In October 2015, a man was accused of posting a Facebook death threat against Cambodian researcher Sok Touch in which he showed of a pistol and bullets captioned “they [are] for killing the PhD guy who changes Cambodia’s history; the PhD who sold himself to Vietnam”; the man was shown no leniency in court as he was sentenced to a fine and six month in jail.

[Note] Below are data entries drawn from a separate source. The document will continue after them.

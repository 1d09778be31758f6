// Copyright 2025 the Parley Authors
// SPDX-License-Identifier: Apache-2.0 OR MIT

/// Horizontal alignment of the lines in a paragraph.
#[derive(Clone, Copy, Debug, PartialEq, Eq, Hash, Default)]
#[non_exhaustive]
pub enum TextAlignment {
    /// Align to the leading edge for the paragraph's writing direction.
    #[default]
    Natural,
    /// Align to the left edge.
    Left,
    /// Align to the right edge.
    Right,
    /// Center each line.
    Center,
    /// Stretch lines to fill the line width, except the last.
    Justified,
}

/// What happens to text that does not fit on a line.
#[derive(Clone, Copy, Debug, PartialEq, Eq, Hash, Default)]
#[non_exhaustive]
pub enum LineBreakMode {
    /// Wrap at word boundaries.
    #[default]
    WordWrapping,
    /// Wrap at character boundaries.
    CharWrapping,
    /// Do not wrap; clip at the line end.
    Clipping,
    /// Elide the start of the line.
    TruncatingHead,
    /// Elide the end of the line.
    TruncatingTail,
    /// Elide the middle of the line.
    TruncatingMiddle,
}

bitflags::bitflags! {
    /// Refinements to where lines may break.
    #[derive(Clone, Copy, Debug, PartialEq, Eq, Hash)]
    pub struct LineBreakStrategy: u8 {
        /// Avoid leaving a single word on the last line by pushing earlier words down.
        const PUSH_OUT = 1 << 0;
        /// Prefer breaking Hangul at word boundaries rather than between syllables.
        const HANGUL_WORD_PRIORITY = 1 << 1;
        /// The platform's standard behavior.
        const STANDARD = 0xFF;
    }
}

impl Default for LineBreakStrategy {
    fn default() -> Self {
        Self::empty()
    }
}

/// The base writing direction of a paragraph.
#[derive(Clone, Copy, Debug, PartialEq, Eq, Hash, Default)]
#[non_exhaustive]
pub enum WritingDirection {
    /// Determined by the first strong character (UAX #9 rules P2 and P3).
    #[default]
    Natural,
    /// Left-to-right.
    LeftToRight,
    /// Right-to-left.
    RightToLeft,
}

/// How text aligns to a tab stop.
#[derive(Clone, Copy, Debug, PartialEq, Eq, Hash, Default)]
pub enum TabAlignment {
    /// Text starts at the stop.
    #[default]
    Left,
    /// Text is centered on the stop.
    Center,
    /// Text ends at the stop.
    Right,
    /// The decimal separator sits on the stop.
    Decimal,
}

/// A tab stop in a paragraph.
#[derive(Clone, Copy, Debug, PartialEq)]
pub struct TextTab {
    /// Alignment of text relative to the stop.
    pub alignment: TabAlignment,
    /// Distance of the stop from the leading margin, in points.
    pub location: f64,
}

impl TextTab {
    /// Creates a tab stop.
    pub const fn new(alignment: TabAlignment, location: f64) -> Self {
        Self {
            alignment,
            location,
        }
    }
}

After being appointed as a member of the Royal Academy of Cambodia, he was named President of this Academy in 2017 with rank equivalent to Minister in replacement of Lok Chumteav Clot Thida. Since reaching that position, Sok Touch has presented himself as a reformist and required all the members of the academy to raise their standards and become more involved in research works and scientific publications. His reformist views extend to the Khmer sangha arguing that more disciplinary measures should be taken against the monks' unsuitable actions.

In 2018, while human rights advocate lamented the dissolution by the Supreme Court of Cambodia of the Cambodian National Rescue Party, Sok Touch branded this dissolution as the ‘strengthening of democracy’, as he considered, with others, that the divisive attitude and speech of Sam Rainsy created division in the Khmer nation.

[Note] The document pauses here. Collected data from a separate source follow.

// Copyright 2025 the Parley Authors
// SPDX-License-Identifier: Apache-2.0 OR MIT

use alloc::string::String;
use alloc::vec::Vec;
use core::iter::FusedIterator;
use core::ops::Range;

use text_primitives::Attachment;

use crate::{Attributes, Span, SpanContent};

/// An ordered sequence of styled spans.
///
/// Documents are kept in normal form: empty text spans are dropped and neighboring text spans
/// with equal attributes are joined, so two documents with the same content and styling compare
/// equal however they were put together.
///
/// The public way to build and change documents is the [`Styled`](crate::Styled) trait, which
/// always returns a new document.
#[derive(Clone, Debug, Default, PartialEq)]
pub struct Document {
    spans: Vec<Span>,
}

impl Document {
    /// Creates an empty document.
    #[inline]
    pub fn new() -> Self {
        Self::default()
    }

    /// Creates a document from spans, normalizing them.
    pub fn from_spans(spans: impl IntoIterator<Item = Span>) -> Self {
        let mut document = Self::new();
        for span in spans {
            document.push_span(span);
        }
        document
    }

    /// Returns the spans in order.
    #[inline]
    pub fn spans(&self) -> &[Span] {
        &self.spans
    }

    /// Returns an iterator over the spans with their byte ranges in [`Document::text`].
    pub fn runs(&self) -> Runs<'_> {
        Runs {
            spans: self.spans.iter(),
            offset: 0,
        }
    }

    /// Returns the plain text, with [`Attachment::PLACEHOLDER`] standing in for attachments.
    pub fn text(&self) -> String {
        let mut text = String::with_capacity(self.len());
        for span in &self.spans {
            match span.content() {
                SpanContent::Text(run) => text.push_str(run),
                SpanContent::Attachment(_) => text.push(Attachment::PLACEHOLDER),
            }
        }
        text
    }

    /// Length of [`Document::text`] in bytes.
    pub fn len(&self) -> usize {
        self.spans.iter().map(Span::len).sum()
    }

    /// Number of characters, counting each attachment as one.
    pub fn char_count(&self) -> usize {
        self.spans.iter().map(Span::char_count).sum()
    }

    /// Returns `true` if the document has no content.
    #[inline]
    pub fn is_empty(&self) -> bool {
        self.spans.is_empty()
    }

    /// Returns the attributes in effect at byte `index`, or `None` past the end.
    pub fn attributes_at(&self, index: usize) -> Option<&Attributes> {
        self.runs()
            .find(|run| run.range.contains(&index))
            .map(|run| run.span.attributes())
    }

    /// Returns the attributes of the last character, empty for an empty document.
    pub(crate) fn last_attributes(&self) -> Attributes {
        self.spans
            .last()
            .map(|span| span.attributes().clone())
            .unwrap_or_default()
    }

    pub(crate) fn push_span(&mut self, span: Span) {
        if span.is_empty() {
            return;
        }
        let span = match self.spans.last_mut() {
            Some(last) => match last.try_coalesce(span) {
                Ok(()) => return,
                Err(span) => span,
            },
            None => span,
        };
        self.spans.push(span);
    }

    /// Appends `other`, keeping the attributes of both sides as they are.
    pub(crate) fn append(&mut self, other: Self) {
        if self.spans.is_empty() {
            *self = other;
            return;
        }
        self.spans.reserve(other.spans.len());
        for span in other.spans {
            self.push_span(span);
        }
    }

    /// Merges `attributes` into every span, with `attributes` winning on conflicts.
    pub(crate) fn apply_attributes(&mut self, attributes: &Attributes) {
        if self.is_empty() {
            log::trace!("ignoring {} attributes on an empty document", attributes.len());
            return;
        }
        if attributes.is_empty() {
            return;
        }
        for span in &mut self.spans {
            let merged = span.attributes().merge(attributes);
            *span.attributes_mut() = merged;
        }
        // Merging can make neighbors equal.
        let spans = core::mem::take(&mut self.spans);
        for span in spans {
            self.push_span(span);
        }
    }
}

/// A span and its byte range in the document text.
#[derive(Clone, Debug, PartialEq)]
pub struct Run<'a> {
    /// The byte range in [`Document::text`].
    pub range: Range<usize>,
    /// The span.
    pub span: &'a Span,
}

/// Iterator returned by [`Document::runs`].
#[derive(Clone, Debug)]
pub struct Runs<'a> {
    spans: core::slice::Iter<'a, Span>,
    offset: usize,
}

impl<'a> Iterator for Runs<'a> {
    type Item = Run<'a>;

    fn next(&mut self) -> Option<Self::Item> {
        let span = self.spans.next()?;
        let start = self.offset;
        self.offset += span.len();
        Some(Run {
            range: start..self.offset,
            span,
        })
    }

    fn size_hint(&self) -> (usize, Option<usize>) {
        self.spans.size_hint()
    }
}

impl ExactSizeIterator for Runs<'_> {}

impl FusedIterator for Runs<'_> {}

In 2021, at the behest of the government, Sok Touch studied and investigated the challenges facing the Tonle Sap Lake, and pleaded to restore endangered species of fish threatened by heavy fishing in the protected areas.

== Positions ==

=== Reform of higher public offices in Cambodia ===
Sok Touch has asked for an imminent reform of higher public offices in order to resorbate the inflation of generals in Cambodia. Touch also urged a review of obese and unfit senior officers of the National Police and Royal Cambodian Armed Forces, a suggestion which was previously mentioned by Interior Minister Sar Kheng.

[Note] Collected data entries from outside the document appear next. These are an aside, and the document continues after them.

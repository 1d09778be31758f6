// Copyright 2025 the Parley Authors
// SPDX-License-Identifier: Apache-2.0 OR MIT

use peniko::kurbo::Vec2;
use peniko::Color;

bitflags::bitflags! {
    /// Style of an underline or strikethrough line.
    ///
    /// The low byte selects the thickness (`SINGLE`, `THICK`, `DOUBLE`), the second byte the
    /// dash pattern, and `BY_WORD` skips whitespace.
    #[derive(Clone, Copy, Debug, PartialEq, Eq, Hash, Default)]
    pub struct LineStyle: u32 {
        /// A single thin line.
        const SINGLE = 0x01;
        /// A single thick line.
        const THICK = 0x02;
        /// Two thin lines.
        const DOUBLE = 0x09;
        /// Dotted.
        const PATTERN_DOT = 0x0100;
        /// Dashed.
        const PATTERN_DASH = 0x0200;
        /// Alternating dashes and dots.
        const PATTERN_DASH_DOT = 0x0300;
        /// Alternating dashes and pairs of dots.
        const PATTERN_DASH_DOT_DOT = 0x0400;
        /// Draw only under words, not whitespace.
        const BY_WORD = 0x8000;
    }
}

impl LineStyle {
    /// No line. Setting this style removes the decoration.
    pub const NONE: Self = Self::empty();

    /// Returns `true` if this style draws nothing.
    pub fn is_none(self) -> bool {
        self.is_empty()
    }
}

/// A drop shadow under glyphs.
#[derive(Clone, Copy, Debug, PartialEq)]
pub struct Shadow {
    /// Offset of the shadow from the glyphs, in points. Positive `y` is down.
    pub offset: Vec2,
    /// Blur radius, in points.
    pub blur_radius: f64,
    /// Shadow color.
    pub color: Color,
}

impl Shadow {
    /// The platform default: black at one third opacity, three points up, no blur.
    pub const DEFAULT: Self = Self {
        offset: Vec2::new(0.0, -3.0),
        blur_radius: 0.0,
        color: Color::from_rgba8(0, 0, 0, 85),
    };

    /// Returns a copy with a different offset.
    #[must_use]
    pub fn with_offset(self, offset: Vec2) -> Self {
        Self { offset, ..self }
    }

    /// Returns a copy with a different blur radius.
    #[must_use]
    pub fn with_blur_radius(self, blur_radius: f64) -> Self {
        Self {
            blur_radius,
            ..self
        }
    }

    /// Returns a copy with a different color.
    #[must_use]
    pub fn with_color(self, color: Color) -> Self {
        Self { color, ..self }
    }
}

impl Default for Shadow {
    fn default() -> Self {
        Self::DEFAULT
    }
}

/// Which ligatures may be formed.
#[derive(Clone, Copy, Debug, PartialEq, Eq, Hash, Default)]
pub enum Ligature {
    /// Only ligatures required for correct rendering.
    None,
    /// The font's standard ligatures.
    #[default]
    Default,
    /// All available ligatures.
    All,
}

/// Special rendering effects.
#[derive(Clone, Copy, Debug, PartialEq, Eq, Hash)]
#[non_exhaustive]
pub enum TextEffect {
    /// Glyphs appear pressed into the surface.
    Letterpress,
}

bitflags::bitflags! {
    /// Marks text flagged by a spelling or grammar checker.
    #[derive(Clone, Copy, Debug, PartialEq, Eq, Hash, Default)]
    pub struct SpellingState: u8 {
        /// Misspelled.
        const SPELLING = 1 << 0;
        /// Grammatically questionable.
        const GRAMMAR = 1 << 1;
    }
}

/// Pointer shape to show while hovering text.
#[derive(Clone, Copy, Debug, PartialEq, Eq, Hash, Default)]
#[non_exhaustive]
pub enum Cursor {
    /// The standard arrow.
    #[default]
    Arrow,
    /// The text insertion beam.
    IBeam,
    /// A pointing hand, as over links.
    PointingHand,
    /// Crosshair.
    Crosshair,
    /// Forbidden operation.
    NotAllowed,
}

=== Defining the borders of Cambodia ===

In what is a very delicate topic of Cambodian politics, Sok Touch has been entrusted with the mission to establish GPS precision border maps of Cambodia since 2016. While he has been criticized for rejecting the frivolous claim to Khmer sovereignty over Koh Tral, nowadays known as Phu Quoc in Vietnamese, which has been under the control of Vietnam since 1933 and confirmed in 1953, he has defended the territorial of sovereignty of Cambodia while insisting on the necessity of peaceful diplomatic relationships, in line with the Win-Win policy promoted by Hun Sen:

In the 21st century, I believe that Cambodia has never viewed any country to be unfriendly or an enemy. We continue to cooperate with all friends around the globe.
— Sok Touch

=== Respecting Cambodian traditions of New Year ===
While Cambodians tend to respect the traditions of Khmer New Year, Sok Touch has been vociferous about his condemnation of water battles in the city of Siem Reap and around the archeological site of Angkor Wat, games which he considers disrespectful of the sacred character of the city.

== Publications ==

- 2002: ចលនាភូមិមួយផលិតផលមួយ (One Village, One Product Movement)

- 2003: តួនាទីអង្គការសហប្រជាជាតិ   (The role of the United Nations)

- 2003: ទ្រឹស្តីទំនាក់ទំនងអន្តរជាតិ (Theory of International Relations)

- 2007: ទំនាក់ទំនងរវាងកម្ពុជាជាមួយសហរដ្ឋអាមេរិក ចិន និងវៀតណាម២០០៧ (Cambodia-US relations, China and Vietnam)

- 2008: វេទិកាបណ្ឌិតសភាលើកទី៣ ស្ដីពី ខួបទី១៥ឆ្នាំ នៃកិច្ចព្រម ព្រៀង សន្ដិភាព ក្រុង ប៉ារីស ស្ដីពីដំណោះ ស្រាយ នយោបាយរួមនៅកម្ពុជា (Third Academy Forum on the 15th Anniversary of the Paris Peace Accords on a Common Political Solution in Cambodia)

- 2008: ទស្សនាវដ្ដីវិទ្យាសាស្ដ្ររបស់វិទ្យាស្ថានទំនាក់ទំនងអន្ដរជាតិកម្ពុជា លេខ១ (Scientific Journal of the Institute of International Relations of Cambodia No. 1)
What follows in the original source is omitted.